IN DENYING THE CLAIM FOR PROPOSAL PREPARATION COSTS, THE COURT OF CLAIMS USED A TWO-STEP ANALYSIS. IT FIRST APPLIED THE KECO II CRITERIA TO THE COMPLAINED-OF ACTIONS AND THEN EXAMINED WHETHER THE COMPLAINED OF ACTIONS HARMED THE CLAIMANT. THE COURT CONCLUDED THE ACTIONS WERE NOT ARBITRARY AND CAPRICIOUS AND FURTHER CONCLUDED THAT:

"*** IT SIMPLY CANNOT BE SAID THE REJECTED OFFEROR HAS BEEN HARMED THEREBY BECAUSE THERE IS NO ASSURANCE THE REJECTED OFFEROR WOULD HAVE OTHERWISE WON THE CONTRACT." BURROUGHS CORPORATION, SUPRA, P. 10.

THIS CONCLUSION WAS REPEATED TWICE, AS FOLLOWS:

(1) "*** THE CONTRACTING OFFICER, UPON DISCOVERY OF ANY IRREGULARITIES IN *** (THE COMPETITOR'S) PROPOSAL HAD THE AUTHORITY TO ENGAGE IN DISCUSSIONS AND CALL FOR ANOTHER ROUND OF BEST AND FINAL OFFERS. HE WOULD NOT HAVE BEEN REQUIRED TO AWARD THE CONTRACT TO *** (CLAIMANT). *** IN SUMMARY, IT IS HIGHLY QUESTIONABLE WHETHER *** (CLAIMANT) HAS NECESSARILY BEEN HARMED BY THE ALLEGED MISCONDUCT OF THE GOVERNMENT." BURROUGHS CORPORATION, SUPRA, P. 11.
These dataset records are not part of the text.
//! Platform identification and distro selection.
//!
//! The platform token names the per-platform formula manifest
//! (`<token>-formulas.csv`) and decides which bottle distros are acceptable.

pub mod formulas;
pub mod os;

use std::fmt;
use std::process::Command;

use thiserror::Error;
use tracing::{debug, info};

use os::Os;

pub use formulas::{FormulasManifestError, NeededFormulas, PlatformRow};

/// Distros accepted on macOS, oldest first.
pub const DARWIN_DISTROS: &[&str] = &["sierra", "high_sierra", "mojave"];

/// Distros accepted on every other platform.
pub const LINUX_DISTROS: &[&str] = &["x86_64_linux"];

#[derive(Debug, Error)]
pub enum PlatformError {
  #[error("platform helper command is empty")]
  EmptyHelper,

  #[error("failed to run platform helper '{cmd}': {source}")]
  Spawn {
    cmd: String,
    #[source]
    source: std::io::Error,
  },

  #[error("platform helper '{cmd}' exited with code {code:?}")]
  HelperFailed { cmd: String, code: Option<i32> },

  #[error("platform helper '{cmd}' printed no platform")]
  EmptyOutput { cmd: String },

  #[error("unsupported operating system: {0}")]
  Unsupported(&'static str),
}

/// A normalized platform token such as `darwin` or `ubuntu18`.
#[derive(Debug, Clone, PartialEq, Eq, Hash)]
pub struct Platform(String);

impl Platform {
  pub fn new(token: impl Into<String>) -> Self {
    Self(token.into())
  }

  /// Run an external helper and take the first line of its stdout as the token.
  ///
  /// The command is split on whitespace; no shell is involved.
  pub fn from_helper(cmd: &str) -> Result<Self, PlatformError> {
    let mut parts = cmd.split_whitespace();
    let program = parts.next().ok_or(PlatformError::EmptyHelper)?;

    debug!(cmd = %cmd, "running platform helper");
    let output = Command::new(program)
      .args(parts)
      .output()
      .map_err(|source| PlatformError::Spawn {
        cmd: cmd.to_string(),
        source,
      })?;

    if !output.status.success() {
      return Err(PlatformError::HelperFailed {
        cmd: cmd.to_string(),
        code: output.status.code(),
      });
    }

    let stdout = String::from_utf8_lossy(&output.stdout);
    let token = stdout.lines().next().map(str::trim).unwrap_or_default();
    if token.is_empty() {
      return Err(PlatformError::EmptyOutput { cmd: cmd.to_string() });
    }

    info!(platform = %token, "platform reported by helper");
    Ok(Self::new(token))
  }

  /// Derive the token from the running operating system.
  pub fn detect() -> Result<Self, PlatformError> {
    let os = Os::current().ok_or(PlatformError::Unsupported(std::env::consts::OS))?;
    Ok(Self::new(os.as_str()))
  }

  pub fn as_str(&self) -> &str {
    &self.0
  }

  pub fn is_darwin(&self) -> bool {
    self.0 == Os::MacOs.as_str()
  }

  /// Acceptable bottle distros for this platform, in preference order.
  pub fn distros(&self) -> Vec<String> {
    let distros = if self.is_darwin() { DARWIN_DISTROS } else { LINUX_DISTROS };
    distros.iter().map(|d| d.to_string()).collect()
  }

  /// File name of this platform's formula manifest.
  pub fn formulas_manifest_name(&self) -> String {
    format!("{}-formulas.csv", self.0)
  }
}

impl fmt::Display for Platform {
  fn fmt(&self, f: &mut fmt::Formatter<'_>) -> fmt::Result {
    write!(f, "{}", self.0)
  }
}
(2) "FINALLY, WHEN WE ADD TO THESE FACTORS *** (REFERRING TO THE FACTORS UPON WHICH IT FOUNDED ITS DETERMINATION THAT THE COMPLAINED OF ACTIONS WERE REASONABLE ACTIONS) (7) THE UNCERTAINTY THAT *** (CLAIMANT) WOULD HAVE WON THE CONTRACT REGARDLESS OF THE DERELICTIONS ALLEGED, *** WE MUST CONCLUDE THE ACTIONS OF THE GOVERNMENT TOWARD *** (CLAIMANT) WERE NOT ARBITRARY OR CAPRICIOUS." BURROUGHS CORPORATION, SUPRA, P. 16.

IN VIEW OF THE ABOVE, WE BELIEVE THAT OUR CONSIDERATION OF THE UNCERTAINTY SURROUNDING THE ISSUE OF WHETHER THE ARMY'S ACTIONS PRECLUDED PDA FROM RECEIPT OF AN AWARD WAS PROPER AND DENIAL OF AWARD OF PROPOSAL PREPARATION COSTS WAS PROPER.

ACCORDINGLY, OUR PRIOR DECISION IS AFFIRMED.